L'analisi e l'interpretazione del dipinto "Jan Sobieski a Vienna" differisce dalle tele raffiguranti la Vittoria di Vienna nella stessa selezione della scena. Matejko decise di non mostrare la battaglia o l'incontro tra Jan III Sobieski e l'imperatore. Dipinse invece il momento dell'invio della lettera al Papa (il re avrebbe dovuto scrivere: "Siamo venuti, abbiamo visto, Dio ha vinto"). Questa scelta della scena conferisce all'immagine un significato cristiano: la vittoria è un dono di Dio e una testimonianza della superiorità del cristianesimo sull'Islam. A ciò fanno eco i simboli visibili sulla tela: una colomba bianca (lo Spirito Santo) è visibile sopra lo stendardo polacco e il paesaggio dopo la battaglia è circondato da un arcobaleno (simbolo della benedizione di Dio).

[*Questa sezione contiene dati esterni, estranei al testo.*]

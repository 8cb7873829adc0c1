// Depth-first search and branch-and-bound over copy-on-branch spaces.
//
// `solve()` returns a lazy `Solutions` iterator. Each call to `next()`
// resumes the depth-first walk from an explicit stack of spaces, propagates
// the popped node, and either discards it (failure), yields it (solution),
// or splits it into `x = v` / `x ≠ v` children.
//
// In `BestByLexCost` mode every yielded solution becomes the incumbent and
// each node popped afterwards first receives the incumbent's cost vector as
// a strict lexicographic upper bound, so the stream is strictly improving
// and its last element is optimal (unless the walk was cut short by the
// timeout; `Solutions::timed_out()` tells the two apart).
//
// The timeout is checked once per node, so the overshoot is bounded by the
// cost of propagating a single node.

use std::time::{Duration, Instant};

use serde::{Deserialize, Serialize};
use thiserror::Error;
use tracing::{debug, info, warn};

use crate::branch::{BranchRng, Brancher, ValueSelection, VarSelection};
use crate::space::{Assignment, Space};

#[derive(Clone, Copy, Debug, PartialEq, Eq, Serialize, Deserialize)]
#[serde(rename_all = "snake_case")]
pub enum SolveMode {
    /// Stop after the first solution.
    FirstSolution,
    /// Enumerate every solution, depth first.
    AllSolutions,
    /// Branch and bound on the space's lexicographic objective.
    BestByLexCost,
}

#[derive(Clone, Debug, Default)]
pub struct SearchOptions {
    pub timeout: Option<Duration>,
    pub var_selection: VarSelection,
    pub value_selection: ValueSelection,
    pub seed: u64,
    /// Only accept solutions strictly below this cost vector
    /// (`BestByLexCost` only).
    pub initial_bound: Option<Vec<i32>>,
}

#[derive(Debug, Error, PartialEq, Eq)]
pub enum SearchError {
    #[error("branch and bound needs an objective; call Space::minimize_lex first")]
    NoObjective,
    #[error("initial bound has {got} components but the objective has {expected}")]
    BoundArity { expected: usize, got: usize },
}

/// Counters for one `solve()` call, cumulative up to the moment they are
/// read.
#[derive(Clone, Copy, Debug, Default, PartialEq, Eq, Serialize, Deserialize)]
pub struct SearchStats {
    pub nodes: u64,
    pub failures: u64,
    pub propagations: u64,
    pub solutions: u64,
    pub max_depth: usize,
    pub elapsed_ms: u64,
}

#[derive(Clone, Debug)]
pub struct Solution {
    pub assignment: Assignment,
    /// The objective values, when the space declared an objective.
    pub cost: Option<Vec<i32>>,
    pub stats: SearchStats,
}

pub struct Solutions {
    stack: Vec<(Space, usize)>,
    mode: SolveMode,
    brancher: Brancher,
    rng: BranchRng,
    incumbent: Option<Vec<i32>>,
    timeout: Option<Duration>,
    started: Instant,
    stats: SearchStats,
    timed_out: bool,
    done: bool,
}

/// Start a search over `space`.
pub fn solve(space: Space, mode: SolveMode, options: SearchOptions) -> Result<Solutions, SearchError> {
    if mode == SolveMode::BestByLexCost {
        if space.objective().is_empty() {
            return Err(SearchError::NoObjective);
        }
        match &options.initial_bound {
            Some(bound) if bound.len() != space.objective().len() => {
                return Err(SearchError::BoundArity {
                    expected: space.objective().len(),
                    got: bound.len(),
                });
            }
            _ => {}
        }
    }
    debug!(
        vars = space.num_vars(),
        propagators = space.num_propagators(),
        ?mode,
        "starting search"
    );
    Ok(Solutions {
        stack: vec![(space, 0)],
        mode,
        brancher: Brancher {
            var_selection: options.var_selection,
            value_selection: options.value_selection,
        },
        rng: BranchRng::new(options.seed),
        incumbent: match mode {
            SolveMode::BestByLexCost => options.initial_bound,
            _ => None,
        },
        timeout: options.timeout,
        started: Instant::now(),
        stats: SearchStats::default(),
        timed_out: false,
        done: false,
    })
}

impl Solutions {
    pub fn stats(&self) -> SearchStats {
        let mut stats = self.stats;
        stats.elapsed_ms = self.started.elapsed().as_millis() as u64;
        stats
    }

    /// True if the walk stopped because the time budget ran out.
    pub fn timed_out(&self) -> bool {
        self.timed_out
    }

    /// True if the search tree was explored completely. In branch-and-bound
    /// mode this means the last solution yielded is optimal.
    pub fn exhausted(&self) -> bool {
        self.done && !self.timed_out && self.stack.is_empty()
    }

    /// The best cost vector seen so far (branch-and-bound mode).
    pub fn incumbent(&self) -> Option<&[i32]> {
        self.incumbent.as_deref()
    }

    fn out_of_time(&self) -> bool {
        self.timeout
            .is_some_and(|limit| self.started.elapsed() >= limit)
    }
}

impl Iterator for Solutions {
    type Item = Solution;

    fn next(&mut self) -> Option<Solution> {
        if self.done {
            return None;
        }
        loop {
            if self.out_of_time() {
                warn!(
                    nodes = self.stats.nodes,
                    solutions = self.stats.solutions,
                    "search timed out"
                );
                self.timed_out = true;
                self.done = true;
                return None;
            }
            let Some((mut space, depth)) = self.stack.pop() else {
                let stats = self.stats();
                info!(
                    nodes = stats.nodes,
                    failures = stats.failures,
                    solutions = stats.solutions,
                    elapsed_ms = stats.elapsed_ms,
                    "search space exhausted"
                );
                self.done = true;
                return None;
            };
            self.stats.nodes += 1;
            self.stats.max_depth = self.stats.max_depth.max(depth);

            if let Some(bound) = &self.incumbent {
                space.set_lex_bound(bound.clone());
            }
            self.stats.propagations += space.propagate();
            if space.is_failed() {
                self.stats.failures += 1;
                continue;
            }

            match self.brancher.choose(&space, &mut self.rng) {
                Some((var, value)) => {
                    let mut right = space.clone();
                    right.exclude(var, value);
                    space.assign(var, value);
                    self.stack.push((right, depth + 1));
                    self.stack.push((space, depth + 1));
                }
                None => {
                    let Some(assignment) = space.assignment() else {
                        self.stats.failures += 1;
                        continue;
                    };
                    let cost = space.objective_values();
                    self.stats.solutions += 1;
                    debug!(nodes = self.stats.nodes, ?cost, "solution found");
                    match self.mode {
                        SolveMode::FirstSolution => self.done = true,
                        SolveMode::BestByLexCost => self.incumbent = cost.clone(),
                        SolveMode::AllSolutions => {}
                    }
                    return Some(Solution {
                        assignment,
                        cost,
                        stats: self.stats(),
                    });
                }
            }
        }
    }
}

#[cfg(test)]
mod tests {
    use super::*;
    use crate::propagators::Rel;
    use crate::space::VarId;

    /// x + y = 4 over [0, 4]², objective (|x - y|, x).
    fn small_model() -> (Space, VarId, VarId) {
        let mut space = Space::new();
        let x = space.int_var(0, 4);
        let y = space.int_var(0, 4);
        space.linear(&[(1, x), (1, y)], Rel::Eq, 4);
        let gap = space.aux_var(0, 4);
        space.distance(gap, x, y);
        space.minimize_lex(vec![gap, x]);
        (space, x, y)
    }

    #[test]
    fn test_all_solutions_enumerates_everything() {
        let (space, x, y) = small_model();
        let solutions: Vec<_> = solve(space, SolveMode::AllSolutions, SearchOptions::default())
            .unwrap()
            .map(|s| (s.assignment.value(x), s.assignment.value(y)))
            .collect();
        assert_eq!(solutions, vec![(0, 4), (1, 3), (2, 2), (3, 1), (4, 0)]);
    }

    #[test]
    fn test_first_solution_stops() {
        let (space, x, _) = small_model();
        let options = SearchOptions {
            value_selection: ValueSelection::Max,
            ..SearchOptions::default()
        };
        let mut it = solve(space, SolveMode::FirstSolution, options).unwrap();
        let first = it.next().unwrap();
        assert_eq!(first.assignment.value(x), 4);
        assert!(it.next().is_none());
    }

    #[test]
    fn test_branch_and_bound_is_strictly_improving() {
        let (space, _, _) = small_model();
        let costs: Vec<Vec<i32>> = solve(space, SolveMode::BestByLexCost, SearchOptions::default())
            .unwrap()
            .filter_map(|s| s.cost)
            .collect();
        for pair in costs.windows(2) {
            assert!(pair[1] < pair[0]);
        }
        assert_eq!(costs.last(), Some(&vec![0, 2]));
    }

    #[test]
    fn test_initial_bound_at_optimum_yields_nothing() {
        let (space, _, _) = small_model();
        let options = SearchOptions {
            initial_bound: Some(vec![0, 2]),
            ..SearchOptions::default()
        };
        let mut it = solve(space, SolveMode::BestByLexCost, options).unwrap();
        assert!(it.next().is_none());
        assert!(it.exhausted());
    }

    #[test]
    fn test_bound_arity_is_checked() {
        let (space, _, _) = small_model();
        let options = SearchOptions {
            initial_bound: Some(vec![1]),
            ..SearchOptions::default()
        };
        assert_eq!(
            solve(space, SolveMode::BestByLexCost, options).err(),
            Some(SearchError::BoundArity {
                expected: 2,
                got: 1
            })
        );
    }

    #[test]
    fn test_branch_and_bound_requires_objective() {
        let mut space = Space::new();
        space.int_var(0, 1);
        assert_eq!(
            solve(space, SolveMode::BestByLexCost, SearchOptions::default()).err(),
            Some(SearchError::NoObjective)
        );
    }

    #[test]
    fn test_infeasible_model_yields_nothing() {
        let mut space = Space::new();
        let x = space.int_var(0, 3);
        let y = space.int_var(0, 3);
        space.linear(&[(1, x), (1, y)], Rel::Ge, 7);
        let mut it = solve(space, SolveMode::FirstSolution, SearchOptions::default()).unwrap();
        assert!(it.next().is_none());
        assert!(!it.timed_out());
        assert_eq!(it.stats().solutions, 0);
    }

    #[test]
    fn test_zero_timeout_stops_immediately() {
        let (space, _, _) = small_model();
        let options = SearchOptions {
            timeout: Some(Duration::ZERO),
            ..SearchOptions::default()
        };
        let mut it = solve(space, SolveMode::AllSolutions, options).unwrap();
        assert!(it.next().is_none());
        assert!(it.timed_out());
        assert!(!it.exhausted());
    }

    #[test]
    fn test_random_values_are_reproducible() {
        let run = |seed| {
            let (space, x, _) = small_model();
            let options = SearchOptions {
                value_selection: ValueSelection::Random,
                seed,
                ..SearchOptions::default()
            };
            solve(space, SolveMode::AllSolutions, options)
                .unwrap()
                .map(|s| s.assignment.value(x))
                .collect::<Vec<_>>()
        };
        let a = run(99);
        assert_eq!(a, run(99));
        let mut sorted = a.clone();
        sorted.sort_unstable();
        assert_eq!(sorted, vec![0, 1, 2, 3, 4]);
    }

    #[test]
    fn test_stats_count_nodes() {
        let (space, _, _) = small_model();
        let mut it = solve(space, SolveMode::AllSolutions, SearchOptions::default()).unwrap();
        while it.next().is_some() {}
        let stats = it.stats();
        assert_eq!(stats.solutions, 5);
        assert!(stats.nodes >= 5);
        assert!(stats.propagations > 0);
    }
}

Nel frattempo, uno stormo di corvi neri si libra sopra il campo turco sullo sfondo. Jan III Sobieski cavalca il cavallo del Gran Visir, che significa sottomissione dell'Islam. Il re polacco, situato leggermente a destra del centro, è circondato da tre gruppi di figure. In basso vediamo prigionieri di guerra turchi e due cadaveri: un turco e una tedesca violentata. I soldati austriaci guidati dal principe Carlo di Lorena si avvicinano al re a destra. Il cavallo del principe china la testa davanti al re polacco come per riconoscere la sua sovranità. Sulla destra, vediamo soldati e comandanti polacchi, tra gli altri il famoso generale d'artiglieria Marcin Kącki e l'hetman Mikołaj Hieronim Sieniawski. Accanto al re, possiamo riconoscere suo figlio Jakub Sobieski. Sul lato opposto del righello, vediamo Bl. Marca di Aviano. Una lettera del re al papa e lo stendardo del profeta sono raccolti da Mikołaj Denhoff, canonico di Cracovia.